The period of Reconstruction was a time in which America made great strides towards racial equality following the conflicts between the North and South during the Civil War. Many Historians still ask what were the failures, successes, and legacy of Reconstruction. Although there were clear failures of Reconstruction, the successes created a Legacy of the first steps in the direction of racial equality in America.
The 14th Amendment was passed and granted Citizenship to all people born in the United States, including African Americans. While this was a great step for African Americans, it was not supported by President Andrew Jackson. This lack of support from many Politically powerful men was something Reconstruction failed to fix. African Americans faced oppression from whites led by politicians for far too many years after being freed from slavery.
The 13th Amendment of the Constitution granted freedom to slaves. This was a huge success of Reconstruction. Slavery being abolished throughout the entire United States gave hope to African Americans.
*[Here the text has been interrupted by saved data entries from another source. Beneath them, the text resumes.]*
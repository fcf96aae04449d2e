//! Example: Validate location expressions against a region fixture.
//!
//! Usage:
//!   cargo run --example validate_locations -- <regions.json> <genome_id> <location>...
//!
//! Example:
//!   cargo run --example validate_locations -- regions.json g1 1:500-1000 X:0-10

use std::env;

use genome_gateway::{FieldResult, RegionValidator, StaticMetadataBackend};

#[tokio::main(flavor = "current_thread")]
async fn main() -> genome_gateway::Result<()> {
    let args: Vec<String> = env::args().collect();

    if args.len() < 4 {
        eprintln!("Usage: cargo run --example validate_locations -- <regions.json> <genome_id> <location>...");
        eprintln!("\nExample:");
        eprintln!("  cargo run --example validate_locations -- regions.json g1 1:500-1000");
        std::process::exit(1);
    }

    let validator = RegionValidator::new(StaticMetadataBackend::from_path(&args[1])?);
    let genome_id = args[2].as_str();

    let separator = "=".repeat(60);
    println!("{}", separator);
    println!("Validating {} location(s) for genome {}", args.len() - 3, genome_id);
    println!("{}", separator);

    for location in &args[3..] {
        let outcome = validator.validate(Some(genome_id), location).await;

        println!();
        println!("{}", location);
        for (label, field) in [
            ("region", outcome.region()),
            ("start", outcome.start()),
            ("end", outcome.end()),
        ] {
            let line = match field {
                FieldResult::Valid { value } => format!("ok      {}", value),
                FieldResult::Invalid { error_message, .. } => format!("invalid {}", error_message),
                FieldResult::Unattempted => "-".to_string(),
            };
            println!("  {:<7} {}", label, line);
        }
        println!("  => {}", outcome.location().unwrap_or("invalid"));
    }

    println!();
    println!("Backend lookups: {}", validator.backend().lookup_count());

    Ok(())
}
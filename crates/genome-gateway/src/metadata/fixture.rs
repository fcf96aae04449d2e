//! In-memory metadata backend backed by a region table.
//!
//! Used for offline validation and tests. The table can be built in code or
//! loaded from a JSON fixture:
//!
//! ```json
//! {
//!   "genomes": {
//!     "a7335667-93e7-11ec-a39d-005056b38ce3": {
//!       "1": { "length": 248956422, "chromosomal": true },
//!       "KI270728.1": { "length": 1872759, "chromosomal": false }
//!     }
//!   }
//! }
//! ```

use std::collections::HashMap;
use std::path::Path;
use std::sync::atomic::{AtomicUsize, Ordering};

use serde::{Deserialize, Serialize};

use crate::error::{GatewayError, Result};

use super::backend::{MetadataBackend, RegionDescriptor};

/// One region entry in a fixture.
#[derive(Debug, Clone, Copy, PartialEq, Eq, Serialize, Deserialize)]
pub struct RegionRecord {
    pub length: u64,
    #[serde(default)]
    pub chromosomal: bool,
}

/// On-disk fixture layout.
#[derive(Debug, Default, Serialize, Deserialize)]
struct RegionFixture {
    #[serde(default)]
    genomes: HashMap<String, HashMap<String, RegionRecord>>,
}

/// Metadata backend that answers from a fixed region table.
#[derive(Debug, Default)]
pub struct StaticMetadataBackend {
    genomes: HashMap<String, HashMap<String, RegionRecord>>,
    lookups: AtomicUsize,
}

impl StaticMetadataBackend {
    /// Create an empty backend; every lookup reports a missing region.
    pub fn new() -> Self {
        Self::default()
    }

    /// Load a region table from a JSON fixture file.
    pub fn from_path(path: impl AsRef<Path>) -> Result<Self> {
        let path = path.as_ref();
        let content = std::fs::read_to_string(path).map_err(|e| GatewayError::Io {
            path: path.to_path_buf(),
            source: e,
        })?;
        Self::from_json_str(&content)
    }

    /// Parse a region table from JSON.
    pub fn from_json_str(json: &str) -> Result<Self> {
        let fixture: RegionFixture = serde_json::from_str(json)?;

        for (genome_id, regions) in &fixture.genomes {
            if genome_id.is_empty() {
                return Err(GatewayError::Fixture("empty genome identifier".to_string()));
            }
            if regions.contains_key("") {
                return Err(GatewayError::Fixture(format!(
                    "empty region name in genome '{}'",
                    genome_id
                )));
            }
        }

        Ok(Self {
            genomes: fixture.genomes,
            lookups: AtomicUsize::new(0),
        })
    }

    /// Add a region to the table.
    pub fn with_region(
        mut self,
        genome_id: impl Into<String>,
        region_name: impl Into<String>,
        length: u64,
        chromosomal: bool,
    ) -> Self {
        self.genomes
            .entry(genome_id.into())
            .or_default()
            .insert(region_name.into(), RegionRecord { length, chromosomal });
        self
    }

    /// Number of genomes in the table.
    pub fn genome_count(&self) -> usize {
        self.genomes.len()
    }

    /// Number of regions across all genomes.
    pub fn region_count(&self) -> usize {
        self.genomes.values().map(HashMap::len).sum()
    }

    /// Number of `describe_region` calls served so far.
    pub fn lookup_count(&self) -> usize {
        self.lookups.load(Ordering::SeqCst)
    }

    fn lookup(&self, genome_id: &str, region_name: &str) -> RegionDescriptor {
        self.genomes
            .get(genome_id)
            .and_then(|regions| regions.get(region_name))
            .map(|record| RegionDescriptor::found(record.length, record.chromosomal))
            .unwrap_or_else(RegionDescriptor::missing)
    }
}

impl MetadataBackend for StaticMetadataBackend {
    async fn describe_region(&self, genome_id: &str, region_name: &str) -> Result<RegionDescriptor> {
        self.lookups.fetch_add(1, Ordering::SeqCst);
        Ok(self.lookup(genome_id, region_name))
    }

    fn name(&self) -> &str {
        "static"
    }
}

#[cfg(test)]
mod tests {
    use super::*;

    #[test]
    fn test_builder_lookup() {
        let backend = StaticMetadataBackend::new()
            .with_region("g1", "1", 2000, true)
            .with_region("g1", "MT", 16569, false);

        assert_eq!(backend.genome_count(), 1);
        assert_eq!(backend.region_count(), 2);
        assert_eq!(backend.lookup("g1", "1"), RegionDescriptor::found(2000, true));
        assert_eq!(backend.lookup("g1", "2"), RegionDescriptor::missing());
        assert_eq!(backend.lookup("g2", "1"), RegionDescriptor::missing());
    }

    #[test]
    fn test_from_json_defaults_chromosomal() {
        let backend =
            StaticMetadataBackend::from_json_str(r#"{"genomes": {"g1": {"contig_7": {"length": 90}}}}"#)
                .unwrap();
        assert_eq!(backend.lookup("g1", "contig_7"), RegionDescriptor::found(90, false));
    }

    #[test]
    fn test_from_json_rejects_empty_names() {
        let err = StaticMetadataBackend::from_json_str(r#"{"genomes": {"g1": {"": {"length": 1}}}}"#)
            .unwrap_err();
        assert!(matches!(err, GatewayError::Fixture(_)));

        let err = StaticMetadataBackend::from_json_str(r#"{"genomes": {"": {}}}"#).unwrap_err();
        assert!(matches!(err, GatewayError::Fixture(_)));
    }

    #[test]
    fn test_from_json_rejects_malformed() {
        let err = StaticMetadataBackend::from_json_str("{\"genomes\": [").unwrap_err();
        assert!(matches!(err, GatewayError::Json(_)));
    }
}
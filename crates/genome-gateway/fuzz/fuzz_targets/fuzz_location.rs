//! Fuzz target for the location parser.
//!
//! This fuzzer tests that parsing:
//! 1. Never panics on any input
//! 2. Never leaves thousands separators in coordinate tokens
//! 3. Only drops the end token on a degraded parse

#![no_main]

use genome_gateway::{parse_location, LocationExpression};
use libfuzzer_sys::fuzz_target;

fuzz_target!(|data: &[u8]| {
    let input = String::from_utf8_lossy(data);
    let parsed = parse_location(&input);

    assert!(!parsed.start_token().contains(','));
    if let Some(end) = parsed.end_token() {
        assert!(!end.contains(','));
    }
    if parsed.end_token().is_none() {
        assert!(parsed.is_degraded());
    }

    // Wrapping must not change what is parsed
    let expression = LocationExpression::new(input.as_ref());
    assert_eq!(expression.parse(), parsed);
});
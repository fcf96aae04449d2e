//! Location expression parser.
//!
//! A location expression has the form `name:start-end`, e.g. `1:500-1,000`.
//! Parsing is lenient: anything that does not fit the shape degrades to an
//! empty region name with the default start token, which the validator then
//! reports as an invalid region.

use std::fmt;

use serde::{Deserialize, Serialize};

/// Start token used when the expression carries none.
pub const DEFAULT_START_TOKEN: &str = "1";

/// A raw, user-supplied location expression.
#[derive(Debug, Clone, PartialEq, Eq, Hash, Serialize, Deserialize)]
#[serde(transparent)]
pub struct LocationExpression(String);

impl LocationExpression {
    /// Wrap a raw expression.
    pub fn new(raw: impl Into<String>) -> Self {
        Self(raw.into())
    }

    /// The expression exactly as supplied.
    pub fn as_str(&self) -> &str {
        &self.0
    }

    /// Parse the expression into its region name and coordinate tokens.
    pub fn parse(&self) -> ParsedLocation {
        parse_location(&self.0)
    }
}

impl From<&str> for LocationExpression {
    fn from(raw: &str) -> Self {
        Self::new(raw)
    }
}

impl From<String> for LocationExpression {
    fn from(raw: String) -> Self {
        Self(raw)
    }
}

impl fmt::Display for LocationExpression {
    fn fmt(&self, f: &mut fmt::Formatter<'_>) -> fmt::Result {
        f.write_str(&self.0)
    }
}

/// The tokens of a location expression, before any numeric interpretation.
#[derive(Debug, Clone, PartialEq, Eq, Serialize, Deserialize)]
pub struct ParsedLocation {
    /// Region (sequence) name, empty when the expression was malformed.
    pub region_name: String,
    /// Start coordinate token with thousands separators removed.
    pub start_token: Option<String>,
    /// End coordinate token with thousands separators removed.
    pub end_token: Option<String>,
}

impl ParsedLocation {
    /// The degraded form produced for malformed expressions.
    pub fn degraded() -> Self {
        Self {
            region_name: String::new(),
            start_token: Some(DEFAULT_START_TOKEN.to_string()),
            end_token: None,
        }
    }

    /// Start token, falling back to [`DEFAULT_START_TOKEN`].
    pub fn start_token(&self) -> &str {
        self.start_token.as_deref().unwrap_or(DEFAULT_START_TOKEN)
    }

    /// End token, if one was given. An absent end resolves to the region length.
    pub fn end_token(&self) -> Option<&str> {
        self.end_token.as_deref()
    }

    /// Whether parsing fell back to the degraded form.
    pub fn is_degraded(&self) -> bool {
        *self == Self::degraded()
    }
}

/// Parse a raw `name:start-end` expression.
///
/// Only the first `':'` separates the name from the span. The span must split
/// on `'-'` into exactly two tokens and must not contain another `':'`.
/// Commas are stripped from both tokens. Never fails.
pub fn parse_location(raw: &str) -> ParsedLocation {
    let Some((region_name, span)) = raw.split_once(':') else {
        tracing::debug!(location = raw, "location has no ':' separator");
        return ParsedLocation::degraded();
    };

    if span.contains(':') {
        tracing::debug!(location = raw, "location span contains a second ':'");
        return ParsedLocation::degraded();
    }

    let mut tokens = span.split('-');
    let (Some(start), Some(end), None) = (tokens.next(), tokens.next(), tokens.next()) else {
        tracing::debug!(location = raw, "location span is not of the form start-end");
        return ParsedLocation::degraded();
    };

    ParsedLocation {
        region_name: region_name.to_string(),
        start_token: Some(strip_separators(start)),
        end_token: Some(strip_separators(end)),
    }
}

fn strip_separators(token: &str) -> String {
    token.replace(',', "")
}
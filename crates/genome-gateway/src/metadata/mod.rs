//! Genome metadata backends.
//!
//! The validator needs exactly one capability from the metadata service:
//! describing a named region of a genome. [`MetadataBackend`] abstracts it so
//! the transport is injected rather than global.
//!
//! # Backends
//!
//! - **HTTP** - the remote metadata service (`METADATA_URL` or
//!   `METADATA_HOST`/`METADATA_PORT`)
//! - **Static** - an in-memory region table, optionally loaded from a JSON fixture
//!
//! # Example
//!
//! ```no_run
//! use genome_gateway::{HttpMetadataBackend, RegionValidator};
//!
//! # async fn run() -> genome_gateway::Result<()> {
//! let validator = RegionValidator::new(HttpMetadataBackend::from_env()?);
//! let outcome = validator.validate(Some("a7335667-93e7"), "1:500-1000").await;
//! println!("{}", serde_json::to_string(&outcome)?);
//! # Ok(())
//! # }
//! ```

mod backend;
mod config;
mod fixture;
mod http;

pub use backend::{MetadataBackend, RegionDescriptor, RegionKind};
pub use config::{MetadataConfig, DEFAULT_HOST, DEFAULT_PORT, DEFAULT_TIMEOUT_SECS};
pub use fixture::{RegionRecord, StaticMetadataBackend};
pub use http::HttpMetadataBackend;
It was the first step towards equality and this amendment during Reconstruction forced all states to outlaw slavery, including the South.
The 15th Amendment to the Constitution granted African Americans the right to vote. This established the Legacy of Reconstruction by allowing African Americans to have a say in their future and the future of their Country. By having a say in who would govern them, the United States was attempting to grant total equality to African Americans. They were not only allowing them to have a say in the present, but ensuring they would continue to be heard into the future.
Ever since African Americans were freed from slavery they have been fighting for equality. Similarly to Reconstruction, they also made progression towards equality through the Civil Rights movements. While these progressions were significant, they still did not gain the equality that they are entitled to as American citizens and human beings. These movements show great strides towards equality but only to a limited extent.